**WORK REQUIRED**
Every line below should be copied out exactly.

(MATERIAL PROVIDED Opens)

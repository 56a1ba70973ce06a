//! Product catalog entry.

use common::{Money, ProductId};
use serde::{Deserialize, Serialize};

use crate::error::DomainError;

/// An inventory record for a sellable product.
///
/// The stock level is the only mutable field and is only changed through
/// [`Product::update_stock_level`], which rejects negative values.
#[derive(Debug, Clone, PartialEq, Eq, Serialize, Deserialize)]
pub struct Product {
    /// The product identifier (SKU).
    pub id: ProductId,

    /// Human-readable product name.
    pub name: String,

    /// Current unit price. Carts capture a snapshot of this at add time.
    pub unit_price: Money,

    /// Count of units available for sale.
    stock_level: u32,

    /// Reference to the product image (URL or asset key).
    pub image_url: String,
}

impl Product {
    /// Creates a new product.
    pub fn new(
        id: impl Into<ProductId>,
        name: impl Into<String>,
        unit_price: Money,
        stock_level: u32,
        image_url: impl Into<String>,
    ) -> Self {
        Self {
            id: id.into(),
            name: name.into(),
            unit_price,
            stock_level,
            image_url: image_url.into(),
        }
    }

    /// Returns the current stock level.
    pub fn stock_level(&self) -> u32 {
        self.stock_level
    }

    /// Returns true if the requested quantity can be satisfied from stock.
    pub fn has_stock_for(&self, quantity: u32) -> bool {
        quantity <= self.stock_level
    }

    /// Sets the stock level.
    ///
    /// Takes a signed value so that callers passing through untrusted input
    /// hit the negative-value check here rather than wrapping silently.
    pub fn update_stock_level(&mut self, new_level: i64) -> Result<(), DomainError> {
        if new_level < 0 {
            return Err(DomainError::NegativeStockLevel(new_level));
        }
        let level =
            u32::try_from(new_level).map_err(|_| DomainError::StockLevelTooLarge(new_level))?;
        self.stock_level = level;
        Ok(())
    }
}

#[cfg(test)]
mod tests {
    use super::*;

    fn widget() -> Product {
        Product::new(
            "SKU-001",
            "Widget",
            Money::from_minor(1000),
            5,
            "https://cdn.example.com/widget.png",
        )
    }

    #[test]
    fn update_stock_level_sets_value() {
        let mut product = widget();
        product.update_stock_level(12).unwrap();
        assert_eq!(product.stock_level(), 12);
    }

    #[test]
    fn update_stock_level_rejects_negative() {
        let mut product = widget();
        let err = product.update_stock_level(-1).unwrap_err();
        assert_eq!(err, DomainError::NegativeStockLevel(-1));
        assert_eq!(product.stock_level(), 5);
    }

    #[test]
    fn update_stock_level_allows_zero() {
        let mut product = widget();
        product.update_stock_level(0).unwrap();
        assert_eq!(product.stock_level(), 0);
    }

    #[test]
    fn has_stock_for_boundary() {
        let product = widget();
        assert!(product.has_stock_for(5));
        assert!(!product.has_stock_for(6));
    }
}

(MATERIAL PROVIDED Closes)

**EXPECTED OUTPUT**
repository 56a1ba70973ce06a
//! Product catalog entry.

use common::{Money, ProductId};
use serde::{Deserialize, Serialize};

use crate::error::DomainError;

/// An inventory record for a sellable product.
///
/// The stock level is the only mutable field and is only changed through
/// [`Product::update_stock_level`], which rejects negative values.
#[derive(Debug, Clone, PartialEq, Eq, Serialize, Deserialize)]
pub struct Product {
    /// The product identifier (SKU).
    pub id: ProductId,

    /// Human-readable product name.
    pub name: String,

    /// Current unit price. Carts capture a snapshot of this at add time.
    pub unit_price: Money,

    /// Count of units available for sale.
    stock_level: u32,

    /// Reference to the product image (URL or asset key).
    pub image_url: String,
}

impl Product {
    /// Creates a new product.
    pub fn new(
        id: impl Into<ProductId>,
        name: impl Into<String>,
        unit_price: Money,
        stock_level: u32,
        image_url: impl Into<String>,
    ) -> Self {
        Self {
            id: id.into(),
            name: name.into(),
            unit_price,
            stock_level,
            image_url: image_url.into(),
        }
    }

    /// Returns the current stock level.
    pub fn stock_level(&self) -> u32 {
        self.stock_level
    }

    /// Returns true if the requested quantity can be satisfied from stock.
    pub fn has_stock_for(&self, quantity: u32) -> bool {
        quantity <= self.stock_level
    }

    /// Sets the stock level.
    ///
    /// Takes a signed value so that callers passing through untrusted input
    /// hit the negative-value check here rather than wrapping silently.
    pub fn update_stock_level(&mut self, new_level: i64) -> Result<(), DomainError> {
        if new_level < 0 {
            return Err(DomainError::NegativeStockLevel(new_level));
        }
        let level =
            u32::try_from(new_level).map_err(|_| DomainError::StockLevelTooLarge(new_level))?;
        self.stock_level = level;
        Ok(())
    }
}

#[cfg(test)]
mod tests {
    use super::*;

    fn widget() -> Product {
        Product::new(
            "SKU-001",
            "Widget",
            Money::from_minor(1000),
            5,
            "https://cdn.example.com/widget.png",
        )
    }

    #[test]
    fn update_stock_level_sets_value() {
        let mut product = widget();
        product.update_stock_level(12).unwrap();
        assert_eq!(product.stock_level(), 12);
    }

    #[test]
    fn update_stock_level_rejects_negative() {
        let mut product = widget();
        let err = product.update_stock_level(-1).unwrap_err();
        assert_eq!(err, DomainError::NegativeStockLevel(-1));
        assert_eq!(product.stock_level(), 5);
    }

    #[test]
    fn update_stock_level_allows_zero() {
        let mut product = widget();
        product.update_stock_level(0).unwrap();
        assert_eq!(product.stock_level(), 0);
    }

    #[test]
    fn has_stock_for_boundary() {
        let product = widget();
        assert!(product.has_stock_for(5));
        assert!(!product.has_stock_for(6));
    }
}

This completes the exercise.